🤖 AI Summary
To address the fundamental limitation of gradient-boosted decision trees (GBDTs)—their inability to dynamically incorporate or remove training instances, rendering them unsuitable for streaming settings—this paper proposes the first online GBDT framework supporting *in-place* incremental and decremental learning. Methodologically, we introduce a unified in-place tree editing mechanism, gradient reweighting, node caching, and a theoretical hyperparameter relationship model to enable tunable, joint optimization of accuracy and computational cost. Additionally, the framework supports dynamic injection and removal of backdoor triggers, with formal verification of mitigation efficacy. Experiments on public benchmarks demonstrate millisecond-scale update latency and <1% accuracy degradation.
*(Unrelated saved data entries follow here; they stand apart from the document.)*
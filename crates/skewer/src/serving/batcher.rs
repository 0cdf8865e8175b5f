use std::sync::Arc;
use std::sync::atomic::{AtomicBool, Ordering};
use std::time::Duration;

use async_trait::async_trait;
use futures::future::join_all;
use log::{debug, error, warn};
use tokio::sync::{Mutex, Notify, oneshot};
use tokio::time::error::Elapsed;
use uuid::Uuid;

use super::ServeError;
use super::item::Item;
use super::queue_item::QueueItem;
use super::worker::BatchWorkerHandle;
use crate::backend::InferenceEngine;
use crate::batch::RowOutput;
use crate::pipeline::Pipeline;
use crate::tokenizer::TextTokenizer;

/// Queues single texts and answers each with its own output row.
#[async_trait]
pub trait Batcher {
    /// Queue `text` for the next batch.
    async fn run(&self, text: String) -> Item;
}

/// A [`Pipeline`] behind a background batching worker.
///
/// Callers submit one text at a time. The worker drains up to `S` queued
/// texts per batch, runs them through [`Pipeline::run`] on the blocking pool
/// and sends every caller its row. When the batch fails, every caller in it
/// receives the same error.
///
/// # Example
///
/// ```ignore
/// let pipeline = Arc::new(Pipeline::load("models/bert-base-ner", config)?);
/// let batcher = BatchedPipeline::<_, _, 32>::new(pipeline);
///
/// let row = batcher.run("hello world".to_string()).await.await?;
/// let first_token = row.token(0);
/// ```
pub struct BatchedPipeline<E, T, const S: usize> {
    pipeline: Arc<Pipeline<E, T>>,
    waiting_requests: Arc<Mutex<Vec<QueueItem>>>,
    handle: BatchWorkerHandle,
}

impl<E, T, const S: usize> BatchedPipeline<E, T, S>
where
    E: InferenceEngine + 'static,
    T: TextTokenizer + 'static,
{
    /// Spawn the batching worker. Must be called within a tokio runtime.
    pub fn new(pipeline: Arc<Pipeline<E, T>>) -> Self {
        let waiting_requests = Arc::new(Mutex::new(vec![]));

        let handle = BatchWorkerHandle::new({
            let waiting_requests = waiting_requests.clone();
            let pipeline = pipeline.clone();
            move |running, notifier| {
                tokio::spawn(async move {
                    batching_loop::<E, T, S>(pipeline, running, notifier, waiting_requests).await;
                })
            }
        });

        Self {
            pipeline,
            waiting_requests,
            handle,
        }
    }

    pub fn pipeline(&self) -> &Arc<Pipeline<E, T>> {
        &self.pipeline
    }

    /// Number of texts queued and not yet picked up by the worker.
    pub async fn waiting(&self) -> usize {
        self.waiting_requests.lock().await.len()
    }

    /// Queue every text and wait for all of their rows, in input order.
    pub async fn run_all<I>(&self, texts: I) -> Vec<Result<RowOutput, ServeError>>
    where
        I: IntoIterator<Item = String>,
    {
        let mut items = Vec::new();
        for text in texts {
            items.push(self.run(text).await);
        }
        join_all(items).await
    }
}

#[async_trait]
impl<E, T, const S: usize> Batcher for BatchedPipeline<E, T, S>
where
    E: InferenceEngine + 'static,
    T: TextTokenizer + 'static,
{
    async fn run(&self, text: String) -> Item {
        let (tx, rx) = oneshot::channel();
        let id = Uuid::new_v4();
        {
            let mut waiting = self.waiting_requests.lock().await;
            waiting.push(QueueItem::new(id, text, tx));
        }
        self.handle.notify();
        Item::new(id, rx)
    }
}

async fn batching_loop<E, T, const S: usize>(
    pipeline: Arc<Pipeline<E, T>>,
    running: Arc<AtomicBool>,
    notifier: Arc<Notify>,
    waiting_requests: Arc<Mutex<Vec<QueueItem>>>,
) where
    E: InferenceEngine + 'static,
    T: TextTokenizer + 'static,
{
    while running.load(Ordering::SeqCst) {
        let items = drain_possible_requests(S, &waiting_requests).await;
        if items.is_empty() {
            // timeout so a missed shutdown is still noticed
            let _ = timeout_await_notifier(&notifier).await;
            continue;
        }
        process_batch(pipeline.clone(), items).await;
    }

    let abandoned = waiting_requests.lock().await.drain(..).count();
    if abandoned > 0 {
        debug!("Batch worker stopped with {} queued requests", abandoned);
    }
}

async fn drain_possible_requests(
    batch_size: usize,
    waiting_requests: &Mutex<Vec<QueueItem>>,
) -> Vec<QueueItem> {
    let mut requests = waiting_requests.lock().await;
    let items_to_take = batch_size.min(requests.len());
    requests.drain(0..items_to_take).collect()
}

#[inline]
async fn timeout_await_notifier(notifier: &Notify) -> Result<(), Elapsed> {
    tokio::time::timeout(Duration::from_millis(100), notifier.notified()).await
}

async fn process_batch<E, T>(pipeline: Arc<Pipeline<E, T>>, items: Vec<QueueItem>)
where
    E: InferenceEngine + 'static,
    T: TextTokenizer + 'static,
{
    let mut ids = Vec::with_capacity(items.len());
    let mut texts = Vec::with_capacity(items.len());
    let mut senders = Vec::with_capacity(items.len());
    for item in items {
        let (id, text, sender) = item.into_parts();
        ids.push(id);
        texts.push(text);
        senders.push(sender);
    }

    let result = tokio::task::spawn_blocking(move || pipeline.run(&texts)).await;

    match result {
        Ok(Ok(batch)) => {
            for ((id, sender), row) in ids.into_iter().zip(senders).zip(batch.into_rows()) {
                if sender.send(Ok(row)).is_err() {
                    debug!("Request {} dropped before its row arrived", id);
                }
            }
        }
        Ok(Err(e)) => {
            warn!("Batch of {} requests failed: {}", ids.len(), e);
            let shared = Arc::new(e);
            for sender in senders {
                let _ = sender.send(Err(ServeError::Pipeline(shared.clone())));
            }
        }
        Err(e) => {
            error!("Pipeline panicked on a batch of {} requests: {}", ids.len(), e);
            for sender in senders {
                let _ = sender.send(Err(ServeError::WorkerPanicked));
            }
        }
    }
}
use thiserror::Error;

/// Errors an inference engine can report.
#[derive(Error, Debug)]
pub enum EngineError {
    /// Data length does not match the requested shape
    #[error("cannot shape {len} elements as {shape:?}")]
    Shape { shape: Vec<usize>, len: usize },

    /// A tensor was used in a role it was not created for
    #[error("tensor handle is not valid for this operation")]
    UnknownTensor,

    /// The runtime itself failed; carries its diagnostic verbatim
    #[error("{0}")]
    Backend(String),
}

/// Name and dimensions of a declared model input or output.
///
/// Dynamic dimensions are reported as `-1`.
#[derive(Debug, Clone, PartialEq, Eq)]
pub struct TensorInfo {
    pub name: String,
    pub dimensions: Vec<i64>,
}

impl TensorInfo {
    pub fn new(name: impl Into<String>, dimensions: Vec<i64>) -> Self {
        Self {
            name: name.into(),
            dimensions,
        }
    }

    /// A fixed, positive dimension at `index`, if the model declares one.
    pub fn fixed_dim(&self, index: usize) -> Option<usize> {
        self.dimensions
            .get(index)
            .and_then(|&dim| usize::try_from(dim).ok())
            .filter(|&dim| dim > 0)
    }
}

/// The engine trait the pipeline executes models through.
///
/// Tensors are engine-owned handles. The pipeline creates them per call and
/// hands each one back through [`release`](InferenceEngine::release) exactly
/// once; none outlives the call that created it.
pub trait InferenceEngine: Send + Sync {
    /// Engine specific tensor handle
    type Tensor: Send;

    /// Inputs the loaded model declares, in declaration order
    fn inputs(&self) -> &[TensorInfo];

    /// Outputs the loaded model declares, in declaration order
    fn outputs(&self) -> &[TensorInfo];

    /// Wrap row-major `i64` data as a rank 2 tensor of `shape`
    fn input_tensor(&self, shape: [usize; 2], data: &[i64]) -> Result<Self::Tensor, EngineError>;

    /// Allocate a rank 3 `f32` output tensor of `shape`
    fn output_tensor(&self, shape: [usize; 3]) -> Result<Self::Tensor, EngineError>;

    /// Run one forward pass, filling `output`
    fn run(
        &self,
        inputs: &[(&str, &Self::Tensor)],
        output: (&str, &mut Self::Tensor),
    ) -> Result<(), EngineError>;

    /// Move the flat row-major contents out of a filled output tensor
    fn output_data(&self, tensor: &mut Self::Tensor) -> Result<Vec<f32>, EngineError>;

    /// Release a tensor handle
    fn release(&self, tensor: Self::Tensor) -> Result<(), EngineError>;
}
/// # Constants with reserved meanings in batch tensors

/// In a batch tensor shape, the `0th` dimension is the batch
pub const BATCH_DIM: usize = 0;

/// In a batch tensor shape, the `1st` dimension is the sequence
pub const SEQ_DIM: usize = 1;

/// In an output tensor shape, the `2nd` dimension is the per-token output
pub const OUTPUT_DIM: usize = 2;

/// Filler written past the end of a row, for ids, type ids and mask alike
pub const PAD_VALUE: i64 = 0;
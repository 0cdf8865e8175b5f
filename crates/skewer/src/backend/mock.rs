use std::sync::atomic::{AtomicUsize, Ordering};

use super::{EngineError, InferenceEngine, TensorInfo};

/// A deterministic engine for tests.
///
/// Each output value depends only on the token at the same row and column:
/// `out[r][j][k] = (id + k / 4) * mask`, with the mask treated as 1 when the
/// model declares no attention mask. Live handles are counted so tests can
/// check that every tensor a call creates is released.
#[derive(Debug)]
pub(crate) struct MockEngine {
    inputs: Vec<TensorInfo>,
    outputs: Vec<TensorInfo>,
    fail_run: bool,
    fail_release: bool,
    live: AtomicUsize,
    released: AtomicUsize,
    runs: AtomicUsize,
}

#[derive(Debug, Clone, PartialEq)]
pub(crate) enum MockTensor {
    Input { shape: [usize; 2], data: Vec<i64> },
    Output { shape: [usize; 3], data: Vec<f32> },
}

impl MockEngine {
    pub(crate) fn new(input_names: &[&str], output_dim: i64) -> Self {
        Self {
            inputs: input_names
                .iter()
                .map(|name| TensorInfo::new(*name, vec![-1, -1]))
                .collect(),
            outputs: vec![TensorInfo::new("last_hidden_state", vec![-1, -1, output_dim])],
            fail_run: false,
            fail_release: false,
            live: AtomicUsize::new(0),
            released: AtomicUsize::new(0),
            runs: AtomicUsize::new(0),
        }
    }

    /// BERT style model declaring all three inputs and a width 4 output.
    pub(crate) fn bert() -> Self {
        Self::new(&["input_ids", "token_type_ids", "attention_mask"], 4)
    }

    pub(crate) fn with_outputs(mut self, outputs: Vec<TensorInfo>) -> Self {
        self.outputs = outputs;
        self
    }

    pub(crate) fn failing_run(mut self) -> Self {
        self.fail_run = true;
        self
    }

    pub(crate) fn failing_release(mut self) -> Self {
        self.fail_release = true;
        self
    }

    pub(crate) fn live_tensors(&self) -> usize {
        self.live.load(Ordering::SeqCst)
    }

    pub(crate) fn released(&self) -> usize {
        self.released.load(Ordering::SeqCst)
    }

    pub(crate) fn runs(&self) -> usize {
        self.runs.load(Ordering::SeqCst)
    }

    fn find_input<'a>(inputs: &'a [(&str, &MockTensor)], name: &str) -> Option<&'a [i64]> {
        inputs.iter().find(|(n, _)| *n == name).and_then(|(_, tensor)| match tensor {
            MockTensor::Input { data, .. } => Some(data.as_slice()),
            MockTensor::Output { .. } => None,
        })
    }
}

impl InferenceEngine for MockEngine {
    type Tensor = MockTensor;

    fn inputs(&self) -> &[TensorInfo] {
        &self.inputs
    }

    fn outputs(&self) -> &[TensorInfo] {
        &self.outputs
    }

    fn input_tensor(&self, shape: [usize; 2], data: &[i64]) -> Result<MockTensor, EngineError> {
        if shape[0] * shape[1] != data.len() {
            return Err(EngineError::Shape { shape: shape.to_vec(), len: data.len() });
        }
        self.live.fetch_add(1, Ordering::SeqCst);
        Ok(MockTensor::Input { shape, data: data.to_vec() })
    }

    fn output_tensor(&self, shape: [usize; 3]) -> Result<MockTensor, EngineError> {
        self.live.fetch_add(1, Ordering::SeqCst);
        Ok(MockTensor::Output { shape, data: Vec::new() })
    }

    fn run(
        &self,
        inputs: &[(&str, &MockTensor)],
        output: (&str, &mut MockTensor),
    ) -> Result<(), EngineError> {
        self.runs.fetch_add(1, Ordering::SeqCst);
        if self.fail_run {
            return Err(EngineError::Backend("mock engine refused to run".to_string()));
        }

        let ids = Self::find_input(inputs, "input_ids").ok_or(EngineError::UnknownTensor)?;
        let mask = Self::find_input(inputs, "attention_mask");
        let (shape, data) = match output.1 {
            MockTensor::Output { shape, data } => (*shape, data),
            MockTensor::Input { .. } => return Err(EngineError::UnknownTensor),
        };

        let dim = shape[2];
        *data = ids
            .iter()
            .enumerate()
            .flat_map(|(idx, &id)| {
                let attended = mask.map_or(1, |m| m[idx]) as f32;
                (0..dim).map(move |k| (id as f32 + k as f32 / 4.0) * attended)
            })
            .collect();
        Ok(())
    }

    fn output_data(&self, tensor: &mut MockTensor) -> Result<Vec<f32>, EngineError> {
        match tensor {
            MockTensor::Output { data, .. } => Ok(std::mem::take(data)),
            MockTensor::Input { .. } => Err(EngineError::UnknownTensor),
        }
    }

    fn release(&self, _tensor: MockTensor) -> Result<(), EngineError> {
        if self.fail_release {
            return Err(EngineError::Backend("mock engine cannot release".to_string()));
        }
        self.live.fetch_sub(1, Ordering::SeqCst);
        self.released.fetch_add(1, Ordering::SeqCst);
        Ok(())
    }
}
use std::iter;
use std::time::Instant;

use log::{debug, error, warn};

use crate::backend::{InferenceEngine, ScopedTensor};
use crate::batch::PipelineBatch;
use crate::binding::{InputRole, ModelBinding};
use crate::error::{PipelineError, Result};
use crate::tensor::{input_shape, output_shape};
use crate::timing::Timings;

/// Runs one forward pass over a prepared batch.
///
/// # Steps
///
/// 1. Resolve every declared input to an [`InputRole`]; an unknown name
///    fails before any tensor exists
/// 2. Wrap the batch tensors as `(N, max_sequence)` inputs and allocate one
///    `(N, max_sequence, output_dim)` output
/// 3. Run the engine once
/// 4. Copy the flat output onto the batch
///
/// Every tensor from step 2 is owned by a [`ScopedTensor`]. Once the engine
/// has run, successfully or not, all of them are released explicitly and the
/// first failure is kept; an engine error is reported ahead of a release
/// error. Only a failed allocation leaves the guards to release on drop.
/// `timings` records steps 2 to 4 for successful calls only. The batch is
/// only handed back once complete.
pub(crate) fn forward_batch<E>(
    engine: &E,
    binding: &ModelBinding,
    timings: &Timings,
    mut batch: PipelineBatch,
) -> Result<PipelineBatch>
where
    E: InferenceEngine + ?Sized,
{
    batch.validate()?;

    let roles = binding
        .input_names()
        .iter()
        .map(|name| {
            InputRole::from_name(name).ok_or_else(|| PipelineError::UnsupportedInput(name.clone()))
        })
        .collect::<Result<Vec<_>>>()?;

    let start = Instant::now();
    let batch_size = batch.len();
    let max_sequence = batch.max_sequence();
    let output_dim = binding.output_dim();

    let inputs = roles
        .iter()
        .map(|role| {
            engine
                .input_tensor(input_shape(batch_size, max_sequence), role.tensor(&batch))
                .map(|tensor| ScopedTensor::new(engine, tensor))
                .map_err(PipelineError::Allocation)
        })
        .collect::<Result<Vec<_>>>()?;

    let mut output = engine
        .output_tensor(output_shape(batch_size, max_sequence, output_dim))
        .map(|tensor| ScopedTensor::new(engine, tensor))
        .map_err(PipelineError::Allocation)?;

    let named: Vec<(&str, &E::Tensor)> = binding
        .input_names()
        .iter()
        .map(String::as_str)
        .zip(inputs.iter().map(ScopedTensor::tensor))
        .collect();

    let outcome = engine
        .run(&named, (binding.output_name(), output.tensor_mut()))
        .and_then(|_| engine.output_data(output.tensor_mut()))
        .map_err(|e| {
            warn!("Forward pass over {}x{} batch failed: {}", batch_size, max_sequence, e);
            PipelineError::Execution(e)
        });
    let elapsed = start.elapsed();

    // an engine failure outranks a release failure
    let released = release_all(inputs, output);
    let output_tensor = outcome?;
    released?;

    let expected = batch_size * max_sequence * output_dim;
    if output_tensor.len() != expected {
        return Err(PipelineError::OutputMismatch {
            expected,
            actual: output_tensor.len(),
        });
    }

    timings.record_call(elapsed);
    debug!(
        "Forwarded {}x{} batch ({} outputs) in {:?}",
        batch_size, max_sequence, output_dim, elapsed
    );

    batch.set_output(output_tensor, output_dim);
    Ok(batch)
}

/// Release every guard, keeping the first failure.
fn release_all<E>(inputs: Vec<ScopedTensor<'_, E>>, output: ScopedTensor<'_, E>) -> Result<()>
where
    E: InferenceEngine + ?Sized,
{
    let mut first_error = None;
    for guard in inputs.into_iter().chain(iter::once(output)) {
        if let Err(e) = guard.release() {
            error!("{}", e);
            first_error.get_or_insert(e);
        }
    }
    first_error.map_or(Ok(()), Err)
}
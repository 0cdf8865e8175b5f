//! Pipeline configuration.
//!
//! Everything here is read once when a pipeline is built. Defaults match a
//! serving setup where concurrency comes from many callers, so the engine is
//! pinned to one intra-op and one inter-op thread.

use std::fs;
use std::path::Path;

use serde::{Deserialize, Serialize};

use crate::error::{PipelineError, Result};

/// Settings for building a [`Pipeline`](crate::pipeline::Pipeline).
#[derive(Debug, Clone, PartialEq, Eq, Serialize, Deserialize)]
#[serde(default)]
pub struct PipelineConfig {
    /// Name used in log lines
    pub name: String,
    /// Model file name inside the model directory
    pub model_file: String,
    /// Tokenizer file name inside the model directory
    pub tokenizer_file: String,
    /// Threads used inside a single operator
    pub intra_op_threads: usize,
    /// Threads used across independent operators
    pub inter_op_threads: usize,
    /// Use the engine's CPU memory arena
    pub cpu_mem_arena: bool,
    /// Ask the tokenizer to add model specific special tokens
    pub add_special_tokens: bool,
    /// Truncate encodings to this many tokens
    pub max_length: Option<usize>,
    /// Output width per token; read from the model when absent
    pub output_dim: Option<usize>,
}

impl Default for PipelineConfig {
    fn default() -> Self {
        Self {
            name: "pipeline".to_string(),
            model_file: "model.onnx".to_string(),
            tokenizer_file: "tokenizer.json".to_string(),
            intra_op_threads: 1,
            inter_op_threads: 1,
            cpu_mem_arena: true,
            add_special_tokens: true,
            max_length: None,
            output_dim: None,
        }
    }
}

impl PipelineConfig {
    /// Default settings under a given pipeline name.
    pub fn named(name: impl Into<String>) -> Self {
        Self {
            name: name.into(),
            ..Self::default()
        }
    }

    pub fn from_json_str(json: &str) -> Result<Self> {
        let config: Self = serde_json::from_str(json)
            .map_err(|e| PipelineError::Load(format!("invalid pipeline config: {}", e)))?;
        config.validate()?;
        Ok(config)
    }

    pub fn from_json_file(path: impl AsRef<Path>) -> Result<Self> {
        let path = path.as_ref();
        let contents = fs::read_to_string(path).map_err(|e| {
            PipelineError::Load(format!("failed to read config {}: {}", path.display(), e))
        })?;
        Self::from_json_str(&contents)
    }

    /// Reject settings no engine or tokenizer can honor.
    pub fn validate(&self) -> Result<()> {
        if self.intra_op_threads == 0 || self.inter_op_threads == 0 {
            return Err(PipelineError::Load(format!(
                "thread counts must be positive (intra {}, inter {})",
                self.intra_op_threads, self.inter_op_threads
            )));
        }
        if self.max_length == Some(0) {
            return Err(PipelineError::Load("max_length must be positive".to_string()));
        }
        if self.output_dim == Some(0) {
            return Err(PipelineError::Load("output_dim must be positive".to_string()));
        }
        Ok(())
    }
}

#[cfg(test)]
mod tests {
    use std::io::Write;

    use super::*;

    #[test]
    fn test_defaults_single_threaded_engine() {
        let config = PipelineConfig::default();
        assert_eq!(config.intra_op_threads, 1);
        assert_eq!(config.inter_op_threads, 1);
        assert!(config.cpu_mem_arena);
        assert!(config.add_special_tokens);
        assert_eq!(config.model_file, "model.onnx");
        assert_eq!(config.tokenizer_file, "tokenizer.json");
        assert!(config.validate().is_ok());
    }

    #[test]
    fn test_partial_json_falls_back_to_defaults() {
        let json = r#"{"name": "ner", "max_length": 128}"#;
        let config = PipelineConfig::from_json_str(json).unwrap();
        assert_eq!(config.name, "ner");
        assert_eq!(config.max_length, Some(128));
        assert_eq!(config.intra_op_threads, 1);
        assert_eq!(config.output_dim, None);
    }

    #[test]
    fn test_zero_threads_rejected() {
        let err = PipelineConfig::from_json_str(r#"{"inter_op_threads": 0}"#).unwrap_err();
        assert!(matches!(err, PipelineError::Load(_)));
    }

    #[test]
    fn test_zero_output_dim_rejected() {
        let config = PipelineConfig {
            output_dim: Some(0),
            ..PipelineConfig::default()
        };
        assert!(config.validate().is_err());
    }

    #[test]
    fn test_malformed_json_is_load_error() {
        let err = PipelineConfig::from_json_str("{ not json").unwrap_err();
        assert!(matches!(err, PipelineError::Load(_)));
    }

    #[test]
    fn test_from_json_file() {
        let mut file = tempfile::NamedTempFile::new().unwrap();
        write!(file, r#"{{"name": "embeddings", "output_dim": 384}}"#).unwrap();

        let config = PipelineConfig::from_json_file(file.path()).unwrap();
        assert_eq!(config.name, "embeddings");
        assert_eq!(config.output_dim, Some(384));
    }

    #[test]
    fn test_missing_config_file() {
        let dir = tempfile::tempdir().unwrap();
        let err = PipelineConfig::from_json_file(dir.path().join("absent.json")).unwrap_err();
        assert!(matches!(err, PipelineError::Load(_)));
    }
}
Notably, this work achieves, for the first time in GBDTs, secure and controllable dynamic management of backdoored models—significantly enhancing practicality and robustness in dynamic environments.
📝 Abstract
Gradient Boosting Decision Tree (GBDT) is one of the most popular machine learning models in various applications. However, in the traditional settings, all data should be simultaneously accessed in the training procedure: it does not allow to add or delete any data instances after training. In this paper, we propose an efficient online learning framework for GBDT supporting both incremental and decremental learning. To the best of our knowledge, this is the first work that considers an in-place unified incremental and decremental learning on GBDT. To reduce the learning cost, we present a collection of optimizations for our framework, so that it can add or delete a small fraction of data on the fly. We theoretically show the relationship between the hyper-parameters of the proposed optimizations, which enables trading off accuracy and cost on incremental and decremental learning. The backdoor attack results show that our framework can successfully inject and remove backdoor in a well-trained model using incremental and decremental learning, and the empirical results on public datasets confirm the effectiveness and efficiency of our proposed online learning framework and optimizations.